- Opening Delimiter -

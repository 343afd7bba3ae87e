//! Exercises the reqwest transport against a local axum server.

use axum::extract::{Path, Query};
use axum::http::{header, StatusCode};
use axum::response::IntoResponse;
use axum::routing::{get, post};
use axum::{Json, Router};
use serde_json::{json, Value};
use std::collections::HashMap;
use std::sync::Arc;
use std::time::Duration;
use usalpha_core::api::error::{ApiError, ApiErrorKind};
use usalpha_core::api::http::HttpTransport;
use usalpha_core::api::DashboardApi;
use usalpha_core::domain::chart::ChartPeriod;
use usalpha_core::domain::market;

async fn portfolio() -> impl IntoResponse {
    (
        [(header::CONTENT_TYPE, "application/json")],
        r#"{"indices": [{"name": "NaN Index", "price": NaN, "change": -Infinity}, {"name": "Dow", "price": 43000.5, "change": 0.2}]}"#,
    )
}

async fn smart_money() -> impl IntoResponse {
    (
        StatusCode::INTERNAL_SERVER_ERROR,
        Json(json!({"error": "smart money file missing"})),
    )
}

async fn stock_chart(
    Path(ticker): Path<String>,
    Query(query): Query<HashMap<String, String>>,
) -> Json<Value> {
    let period = query.get("period").cloned().unwrap_or_default();
    Json(json!({
        "ticker": ticker,
        "period": period,
        "data": [{"time": "2025-01-02", "open": 1.0, "high": 2.0, "low": 0.5, "close": 1.5}]
    }))
}

async fn realtime_prices(Json(body): Json<Value>) -> Json<Value> {
    let prices: Vec<Value> = body["tickers"]
        .as_array()
        .cloned()
        .unwrap_or_default()
        .into_iter()
        .map(|t| json!({"ticker": t, "price": 10.0, "change_percent": 1.0}))
        .collect();
    Json(json!({"success": true, "prices": prices}))
}

async fn broken() -> impl IntoResponse {
    ([(header::CONTENT_TYPE, "application/json")], "{not json")
}

async fn slow() -> Json<Value> {
    tokio::time::sleep(Duration::from_secs(5)).await;
    Json(json!({"sectors": []}))
}

async fn serve() -> String {
    let app = Router::new()
        .route("/api/us/portfolio", get(portfolio))
        .route("/api/us/smart-money", get(smart_money))
        .route("/api/us/stock-chart/:ticker", get(stock_chart))
        .route("/api/us/etf-flows", get(broken))
        .route("/api/us/sector-heatmap", get(slow))
        .route("/api/realtime-prices", post(realtime_prices));

    let listener = tokio::net::TcpListener::bind("127.0.0.1:0").await.unwrap();
    let addr = listener.local_addr().unwrap();
    tokio::spawn(async move {
        axum::serve(listener, app).await.unwrap();
    });
    format!("http://{addr}")
}

async fn api(timeout: Duration) -> DashboardApi {
    let base = serve().await;
    let transport = HttpTransport::new(&base, timeout).unwrap();
    DashboardApi::new(Arc::new(transport))
}

#[tokio::test]
async fn non_finite_tokens_decode_as_missing_values() {
    let api = api(Duration::from_secs(5)).await;
    let payload = api.market_indices().await.unwrap();
    let indices = market::parse_indices(&payload);
    assert_eq!(indices.len(), 2);
    assert_eq!(indices[0].price, None);
    assert_eq!(indices[0].change_percent, None);
    assert_eq!(indices[1].price, Some(43000.5));
}

#[tokio::test]
async fn error_status_carries_the_server_message() {
    let api = api(Duration::from_secs(5)).await;
    let err = api.smart_money().await.unwrap_err();
    let api_err = err.downcast_ref::<ApiError>().unwrap();
    assert_eq!(api_err.kind, ApiErrorKind::Status(500));
    assert_eq!(api_err.detail, "smart money file missing");
}

#[tokio::test]
async fn invalid_json_is_a_decode_error() {
    let api = api(Duration::from_secs(5)).await;
    let err = api.etf_flows().await.unwrap_err();
    assert_eq!(ApiError::kind_of(&err), ApiErrorKind::Decode);
}

#[tokio::test]
async fn unknown_routes_are_status_errors() {
    let api = api(Duration::from_secs(5)).await;
    let err = api.calendar().await.unwrap_err();
    assert_eq!(ApiError::kind_of(&err), ApiErrorKind::Status(404));
}

#[tokio::test]
async fn chart_requests_send_period_and_accept_data_key() {
    let api = api(Duration::from_secs(5)).await;
    let chart = api
        .stock_chart("BRK-B", ChartPeriod::SixMonths)
        .await
        .unwrap();
    assert_eq!(chart.candles.len(), 1);
    assert_eq!(chart.candles[0].close, 1.5);
    assert_eq!(chart.error, None);
}

#[tokio::test]
async fn realtime_prices_post_the_ticker_list() {
    let api = api(Duration::from_secs(5)).await;
    let quotes = api
        .realtime_prices(&["AAPL".to_string(), "MSFT".to_string()])
        .await
        .unwrap();
    let tickers: Vec<_> = quotes.iter().map(|q| q.ticker.as_str()).collect();
    assert_eq!(tickers, vec!["AAPL", "MSFT"]);
    assert_eq!(quotes[0].price, Some(10.0));
}

#[tokio::test]
async fn slow_responses_time_out() {
    let base = serve().await;
    let transport = HttpTransport::new(&base, Duration::from_secs(10)).unwrap();
    let api = DashboardApi::new(Arc::new(transport)).with_budget(Duration::from_millis(200));
    let err = api.sector_heatmap().await.unwrap_err();
    assert_eq!(ApiError::kind_of(&err), ApiErrorKind::Timeout);
}

#[tokio::test]
async fn unreachable_hosts_are_transport_errors() {
    let listener = std::net::TcpListener::bind("127.0.0.1:0").unwrap();
    let addr = listener.local_addr().unwrap();
    drop(listener);

    let transport = HttpTransport::new(&format!("http://{addr}"), Duration::from_secs(2)).unwrap();
    let api = DashboardApi::new(Arc::new(transport));
    let err = api.market_indices().await.unwrap_err();
    assert_eq!(ApiError::kind_of(&err), ApiErrorKind::Transport);
}
use clap::Parser;
use std::path::PathBuf;
use std::sync::Arc;
use tokio::sync::oneshot;
use tracing_subscriber::EnvFilter;
use tracing_subscriber::{layer::SubscriberExt, util::SubscriberInitExt};
use usalpha_core::api::http::HttpTransport;
use usalpha_core::api::DashboardApi;
use usalpha_core::app::Dashboard;
use usalpha_core::chart::surface::SceneSurface;
use usalpha_core::config::Settings;
use usalpha_core::render::JsonDirTarget;
use usalpha_core::storage::PreferenceStore;

mod input;

#[derive(Debug, Parser)]
#[command(name = "usalpha_dashboard")]
struct Args {
    /// Dashboard API base URL. Overrides API_BASE_URL.
    #[arg(long)]
    api_base_url: Option<String>,

    /// Directory the rendered sections are written to. Overrides RENDER_OUT_DIR.
    #[arg(long)]
    out_dir: Option<PathBuf>,

    /// Render the first screen once and exit.
    #[arg(long)]
    once: bool,
}

#[tokio::main(flavor = "current_thread")]
async fn main() -> anyhow::Result<()> {
    dotenvy::dotenv().ok();

    let mut settings = Settings::from_env()?;
    let _sentry_guard = init_sentry(&settings);

    tracing_subscriber::registry()
        .with(EnvFilter::from_default_env())
        .with(tracing_subscriber::fmt::layer())
        .with(sentry_tracing::layer())
        .init();

    let args = Args::parse();
    if let Some(url) = args.api_base_url {
        settings.api_base_url = url;
    }
    if let Some(dir) = args.out_dir {
        settings.render_out_dir = dir;
    }

    if let Err(err) = run(&settings, args.once).await {
        sentry_anyhow::capture_anyhow(&err);
        tracing::error!(error = %format!("{err:#}"), "dashboard failed");
        return Err(err);
    }
    Ok(())
}

async fn run(settings: &Settings, once: bool) -> anyhow::Result<()> {
    let transport = HttpTransport::from_settings(settings)?;
    let api = DashboardApi::new(Arc::new(transport)).with_budget(settings.api_timeout);
    let target = JsonDirTarget::create(&settings.render_out_dir)?;
    let mut dashboard = Dashboard::new(
        api,
        Box::new(target),
        Box::new(SceneSurface::new()),
        PreferenceStore::new(&settings.preferences_path),
    );

    tracing::info!(
        api_base_url = %settings.api_base_url,
        out_dir = %settings.render_out_dir.display(),
        once,
        "dashboard starting"
    );

    let events = dashboard.initialize().await;
    if once {
        dashboard.finish_fetches().await;
        dashboard.teardown();
        return Ok(());
    }

    let (quit_tx, quit_rx) = oneshot::channel();
    tokio::spawn(input::pump(events, quit_tx));
    eprintln!("{}", input::HELP);

    dashboard
        .run(async {
            tokio::select! {
                _ = shutdown_signal() => {}
                _ = quit_rx => {}
            }
        })
        .await;
    Ok(())
}

async fn shutdown_signal() {
    let _ = tokio::signal::ctrl_c().await;
}

fn init_sentry(settings: &Settings) -> Option<sentry::ClientInitGuard> {
    let dsn = settings.sentry_dsn.as_deref()?;
    Some(sentry::init((
        dsn,
        sentry::ClientOptions {
            release: sentry::release_name!(),
            ..Default::default()
        },
    )))
}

- Closing Delimiter -

Exercise details:
Lines holding the word "once" should be copied from the entries above.

Task answer:
    /// Render the first screen once and exit.
    once: bool,
    if let Err(err) = run(&settings, args.once).await {
async fn run(settings: &Settings, once: bool) -> anyhow::Result<()> {
        once,
    if once {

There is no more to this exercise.